**INPUT MATERIAL:**

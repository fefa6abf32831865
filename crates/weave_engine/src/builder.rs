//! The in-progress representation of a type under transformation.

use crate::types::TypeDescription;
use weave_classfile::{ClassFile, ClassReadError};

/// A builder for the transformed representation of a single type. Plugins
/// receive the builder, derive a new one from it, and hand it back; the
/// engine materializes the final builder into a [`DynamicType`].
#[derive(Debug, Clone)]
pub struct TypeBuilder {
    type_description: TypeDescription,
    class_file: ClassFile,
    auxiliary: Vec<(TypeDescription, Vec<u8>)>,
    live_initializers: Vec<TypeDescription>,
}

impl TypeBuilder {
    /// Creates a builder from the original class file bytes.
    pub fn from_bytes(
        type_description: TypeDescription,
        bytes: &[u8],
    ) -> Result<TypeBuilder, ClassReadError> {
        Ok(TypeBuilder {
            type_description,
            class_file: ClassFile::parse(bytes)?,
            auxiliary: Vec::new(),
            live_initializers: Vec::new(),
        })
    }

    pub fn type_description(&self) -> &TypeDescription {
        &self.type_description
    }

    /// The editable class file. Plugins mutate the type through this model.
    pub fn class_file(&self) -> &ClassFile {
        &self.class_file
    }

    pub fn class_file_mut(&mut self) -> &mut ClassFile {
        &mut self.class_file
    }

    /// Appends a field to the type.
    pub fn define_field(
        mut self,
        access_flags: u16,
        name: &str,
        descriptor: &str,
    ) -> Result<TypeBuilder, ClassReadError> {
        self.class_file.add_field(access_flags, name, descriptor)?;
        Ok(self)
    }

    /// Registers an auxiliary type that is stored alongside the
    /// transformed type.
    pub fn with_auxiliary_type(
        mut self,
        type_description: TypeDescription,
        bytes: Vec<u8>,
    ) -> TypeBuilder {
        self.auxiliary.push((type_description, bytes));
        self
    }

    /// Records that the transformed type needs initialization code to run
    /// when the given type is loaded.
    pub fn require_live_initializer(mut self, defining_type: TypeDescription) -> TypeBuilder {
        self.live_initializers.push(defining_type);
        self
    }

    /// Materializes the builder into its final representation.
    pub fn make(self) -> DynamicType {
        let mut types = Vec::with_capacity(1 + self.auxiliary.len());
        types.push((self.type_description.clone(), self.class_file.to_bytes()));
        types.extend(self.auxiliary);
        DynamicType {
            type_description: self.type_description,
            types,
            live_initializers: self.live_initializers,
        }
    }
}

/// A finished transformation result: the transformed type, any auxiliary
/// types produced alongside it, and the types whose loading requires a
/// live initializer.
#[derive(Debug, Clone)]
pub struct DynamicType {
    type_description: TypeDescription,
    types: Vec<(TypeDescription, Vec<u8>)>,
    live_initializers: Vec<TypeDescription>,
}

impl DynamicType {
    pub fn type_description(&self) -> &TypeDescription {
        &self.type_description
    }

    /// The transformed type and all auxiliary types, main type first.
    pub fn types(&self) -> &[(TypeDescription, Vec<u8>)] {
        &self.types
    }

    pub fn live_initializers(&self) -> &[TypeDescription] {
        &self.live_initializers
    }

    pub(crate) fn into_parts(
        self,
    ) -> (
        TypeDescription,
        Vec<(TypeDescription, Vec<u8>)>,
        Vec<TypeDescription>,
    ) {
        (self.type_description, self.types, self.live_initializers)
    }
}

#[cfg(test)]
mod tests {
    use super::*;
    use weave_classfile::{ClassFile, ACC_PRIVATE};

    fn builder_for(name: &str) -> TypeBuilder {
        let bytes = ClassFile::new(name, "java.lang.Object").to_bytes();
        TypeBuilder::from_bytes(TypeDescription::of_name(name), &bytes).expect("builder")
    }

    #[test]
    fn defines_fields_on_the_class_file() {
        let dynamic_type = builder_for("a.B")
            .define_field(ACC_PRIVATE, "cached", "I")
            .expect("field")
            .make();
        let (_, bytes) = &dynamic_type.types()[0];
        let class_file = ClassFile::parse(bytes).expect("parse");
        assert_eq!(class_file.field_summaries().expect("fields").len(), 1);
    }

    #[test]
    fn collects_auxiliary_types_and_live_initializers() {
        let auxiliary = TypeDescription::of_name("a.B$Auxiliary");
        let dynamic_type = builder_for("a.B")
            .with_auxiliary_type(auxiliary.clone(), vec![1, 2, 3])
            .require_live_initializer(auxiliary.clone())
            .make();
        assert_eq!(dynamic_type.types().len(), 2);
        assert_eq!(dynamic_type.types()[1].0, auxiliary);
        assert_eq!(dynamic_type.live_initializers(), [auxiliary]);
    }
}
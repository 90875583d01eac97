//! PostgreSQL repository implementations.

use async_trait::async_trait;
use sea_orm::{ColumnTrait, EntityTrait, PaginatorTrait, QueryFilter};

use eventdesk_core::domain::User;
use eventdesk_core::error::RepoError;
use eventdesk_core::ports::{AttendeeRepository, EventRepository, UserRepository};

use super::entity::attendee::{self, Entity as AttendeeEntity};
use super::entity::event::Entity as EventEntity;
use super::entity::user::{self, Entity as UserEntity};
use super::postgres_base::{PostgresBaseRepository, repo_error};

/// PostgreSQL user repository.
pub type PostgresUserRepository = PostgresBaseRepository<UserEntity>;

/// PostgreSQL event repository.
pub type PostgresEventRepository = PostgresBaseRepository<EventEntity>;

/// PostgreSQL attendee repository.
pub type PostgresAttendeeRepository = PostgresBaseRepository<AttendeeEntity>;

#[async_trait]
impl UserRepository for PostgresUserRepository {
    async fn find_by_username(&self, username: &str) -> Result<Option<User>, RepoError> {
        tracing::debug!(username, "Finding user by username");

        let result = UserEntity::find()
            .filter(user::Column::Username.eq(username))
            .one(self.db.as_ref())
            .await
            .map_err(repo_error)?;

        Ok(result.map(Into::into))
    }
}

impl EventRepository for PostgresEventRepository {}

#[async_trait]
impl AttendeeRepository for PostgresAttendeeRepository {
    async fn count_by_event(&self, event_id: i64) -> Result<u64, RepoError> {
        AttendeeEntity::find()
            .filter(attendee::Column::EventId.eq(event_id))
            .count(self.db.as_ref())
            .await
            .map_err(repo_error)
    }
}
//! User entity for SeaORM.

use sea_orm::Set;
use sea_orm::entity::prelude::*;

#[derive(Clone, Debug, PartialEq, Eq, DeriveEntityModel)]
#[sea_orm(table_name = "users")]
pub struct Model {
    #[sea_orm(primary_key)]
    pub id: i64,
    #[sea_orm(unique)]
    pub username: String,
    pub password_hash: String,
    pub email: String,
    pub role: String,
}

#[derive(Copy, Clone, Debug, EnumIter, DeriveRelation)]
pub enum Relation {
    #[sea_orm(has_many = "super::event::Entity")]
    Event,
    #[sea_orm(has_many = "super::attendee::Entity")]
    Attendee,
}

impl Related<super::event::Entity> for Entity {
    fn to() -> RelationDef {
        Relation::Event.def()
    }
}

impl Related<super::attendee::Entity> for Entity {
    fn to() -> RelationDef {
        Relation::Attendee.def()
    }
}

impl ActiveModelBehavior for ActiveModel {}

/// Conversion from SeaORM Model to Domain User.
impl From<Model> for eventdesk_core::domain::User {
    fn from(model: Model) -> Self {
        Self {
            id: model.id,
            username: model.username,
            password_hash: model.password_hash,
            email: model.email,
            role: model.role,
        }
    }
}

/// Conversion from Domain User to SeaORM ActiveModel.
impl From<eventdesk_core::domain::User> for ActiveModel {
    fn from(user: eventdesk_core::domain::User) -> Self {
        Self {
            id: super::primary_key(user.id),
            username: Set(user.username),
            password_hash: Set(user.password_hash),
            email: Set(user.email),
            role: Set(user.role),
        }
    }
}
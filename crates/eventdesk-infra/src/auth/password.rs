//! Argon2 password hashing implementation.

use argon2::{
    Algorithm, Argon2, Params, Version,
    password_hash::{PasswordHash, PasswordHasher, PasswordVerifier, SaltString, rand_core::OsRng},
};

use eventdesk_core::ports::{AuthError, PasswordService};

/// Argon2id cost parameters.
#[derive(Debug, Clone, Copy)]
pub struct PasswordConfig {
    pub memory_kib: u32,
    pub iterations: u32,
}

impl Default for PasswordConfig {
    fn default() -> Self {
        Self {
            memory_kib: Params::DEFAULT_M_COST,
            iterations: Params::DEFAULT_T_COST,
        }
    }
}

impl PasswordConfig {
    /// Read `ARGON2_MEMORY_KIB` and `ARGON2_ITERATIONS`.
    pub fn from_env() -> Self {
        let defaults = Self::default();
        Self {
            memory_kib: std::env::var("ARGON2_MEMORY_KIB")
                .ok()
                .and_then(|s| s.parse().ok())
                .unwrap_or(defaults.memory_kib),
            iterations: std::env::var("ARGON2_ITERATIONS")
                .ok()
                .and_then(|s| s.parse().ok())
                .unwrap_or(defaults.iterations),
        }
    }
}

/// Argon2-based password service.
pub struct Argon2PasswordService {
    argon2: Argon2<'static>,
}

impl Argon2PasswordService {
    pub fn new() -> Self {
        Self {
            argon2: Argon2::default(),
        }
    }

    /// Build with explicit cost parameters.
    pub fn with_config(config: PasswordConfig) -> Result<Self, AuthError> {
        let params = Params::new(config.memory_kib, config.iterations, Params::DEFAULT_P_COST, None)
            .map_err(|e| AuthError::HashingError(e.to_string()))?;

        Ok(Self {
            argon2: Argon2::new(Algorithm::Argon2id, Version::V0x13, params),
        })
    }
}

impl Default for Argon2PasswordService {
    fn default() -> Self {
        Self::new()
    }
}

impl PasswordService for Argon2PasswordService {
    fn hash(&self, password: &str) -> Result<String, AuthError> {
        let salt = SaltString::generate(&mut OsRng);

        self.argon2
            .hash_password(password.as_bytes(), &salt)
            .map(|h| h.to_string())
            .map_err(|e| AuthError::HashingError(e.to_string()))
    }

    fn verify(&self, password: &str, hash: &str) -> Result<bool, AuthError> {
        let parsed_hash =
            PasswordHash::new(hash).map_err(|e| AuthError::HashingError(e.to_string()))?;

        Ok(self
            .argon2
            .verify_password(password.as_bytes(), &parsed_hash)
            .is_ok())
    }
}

---

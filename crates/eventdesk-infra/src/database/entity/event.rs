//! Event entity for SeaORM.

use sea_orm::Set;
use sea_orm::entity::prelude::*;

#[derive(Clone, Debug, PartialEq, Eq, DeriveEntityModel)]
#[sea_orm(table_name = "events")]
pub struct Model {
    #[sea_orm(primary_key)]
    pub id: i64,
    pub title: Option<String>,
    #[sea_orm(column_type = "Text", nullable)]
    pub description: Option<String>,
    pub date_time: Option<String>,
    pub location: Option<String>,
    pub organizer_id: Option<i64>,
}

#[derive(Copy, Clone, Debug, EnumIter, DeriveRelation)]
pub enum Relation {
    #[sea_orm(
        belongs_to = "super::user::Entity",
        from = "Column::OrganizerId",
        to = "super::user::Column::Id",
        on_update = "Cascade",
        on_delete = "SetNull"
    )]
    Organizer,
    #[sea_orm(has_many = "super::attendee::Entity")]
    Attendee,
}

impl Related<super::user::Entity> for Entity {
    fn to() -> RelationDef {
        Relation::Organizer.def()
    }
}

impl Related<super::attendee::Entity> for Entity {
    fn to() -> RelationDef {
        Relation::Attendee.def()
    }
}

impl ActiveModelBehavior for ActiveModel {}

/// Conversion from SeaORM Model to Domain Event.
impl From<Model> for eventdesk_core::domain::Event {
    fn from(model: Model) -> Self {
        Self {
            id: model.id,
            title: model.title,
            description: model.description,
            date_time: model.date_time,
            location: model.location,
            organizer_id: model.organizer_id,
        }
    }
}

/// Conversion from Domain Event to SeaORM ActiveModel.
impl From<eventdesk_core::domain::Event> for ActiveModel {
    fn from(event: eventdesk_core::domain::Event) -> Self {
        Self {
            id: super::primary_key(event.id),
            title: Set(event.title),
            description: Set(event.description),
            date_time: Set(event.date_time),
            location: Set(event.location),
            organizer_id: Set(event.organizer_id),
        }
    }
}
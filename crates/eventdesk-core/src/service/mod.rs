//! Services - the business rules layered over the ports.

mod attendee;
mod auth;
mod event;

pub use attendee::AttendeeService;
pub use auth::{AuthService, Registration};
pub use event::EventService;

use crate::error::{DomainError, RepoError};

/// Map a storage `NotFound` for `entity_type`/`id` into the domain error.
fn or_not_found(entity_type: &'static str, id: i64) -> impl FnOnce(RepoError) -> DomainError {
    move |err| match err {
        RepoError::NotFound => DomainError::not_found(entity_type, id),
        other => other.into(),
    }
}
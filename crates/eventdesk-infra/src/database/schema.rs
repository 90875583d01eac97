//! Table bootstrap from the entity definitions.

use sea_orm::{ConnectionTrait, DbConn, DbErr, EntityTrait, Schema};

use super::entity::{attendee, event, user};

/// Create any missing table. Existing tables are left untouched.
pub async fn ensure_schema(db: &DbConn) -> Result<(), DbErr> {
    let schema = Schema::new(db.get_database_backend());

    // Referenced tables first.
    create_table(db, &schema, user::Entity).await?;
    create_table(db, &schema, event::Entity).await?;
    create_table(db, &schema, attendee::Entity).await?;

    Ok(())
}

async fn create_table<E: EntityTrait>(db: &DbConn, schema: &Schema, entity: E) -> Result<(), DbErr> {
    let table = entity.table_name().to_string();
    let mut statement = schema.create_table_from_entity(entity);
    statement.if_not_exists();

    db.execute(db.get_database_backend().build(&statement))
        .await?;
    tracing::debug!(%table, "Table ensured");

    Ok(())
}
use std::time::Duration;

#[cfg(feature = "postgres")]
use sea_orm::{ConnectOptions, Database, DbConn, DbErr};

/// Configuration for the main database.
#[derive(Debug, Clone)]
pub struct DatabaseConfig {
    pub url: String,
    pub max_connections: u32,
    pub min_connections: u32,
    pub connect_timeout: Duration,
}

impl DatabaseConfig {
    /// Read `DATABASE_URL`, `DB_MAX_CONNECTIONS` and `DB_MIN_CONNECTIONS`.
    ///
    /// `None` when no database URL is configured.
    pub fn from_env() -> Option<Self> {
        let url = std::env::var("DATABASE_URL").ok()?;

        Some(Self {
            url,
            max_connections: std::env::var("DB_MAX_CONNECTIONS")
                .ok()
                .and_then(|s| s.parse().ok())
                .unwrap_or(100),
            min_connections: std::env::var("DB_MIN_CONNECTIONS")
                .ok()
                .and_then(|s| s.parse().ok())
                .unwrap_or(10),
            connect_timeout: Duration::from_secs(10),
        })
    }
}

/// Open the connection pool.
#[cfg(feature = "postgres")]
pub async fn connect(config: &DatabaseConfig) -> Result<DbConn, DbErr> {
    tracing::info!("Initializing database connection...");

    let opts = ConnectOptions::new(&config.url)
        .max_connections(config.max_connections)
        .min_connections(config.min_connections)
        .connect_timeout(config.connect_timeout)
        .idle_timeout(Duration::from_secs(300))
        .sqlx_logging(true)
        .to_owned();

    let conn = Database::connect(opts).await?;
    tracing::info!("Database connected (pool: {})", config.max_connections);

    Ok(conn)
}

**TASK DETAILS:**
Report the lines above that have the word "struct" in them.

**RESULT OF THE EXERCISE:**
pub struct TypeBuilder {
pub struct DynamicType {
pub struct Model {
pub struct PasswordConfig {
pub struct Argon2PasswordService {
pub struct Model {
pub struct DatabaseConfig {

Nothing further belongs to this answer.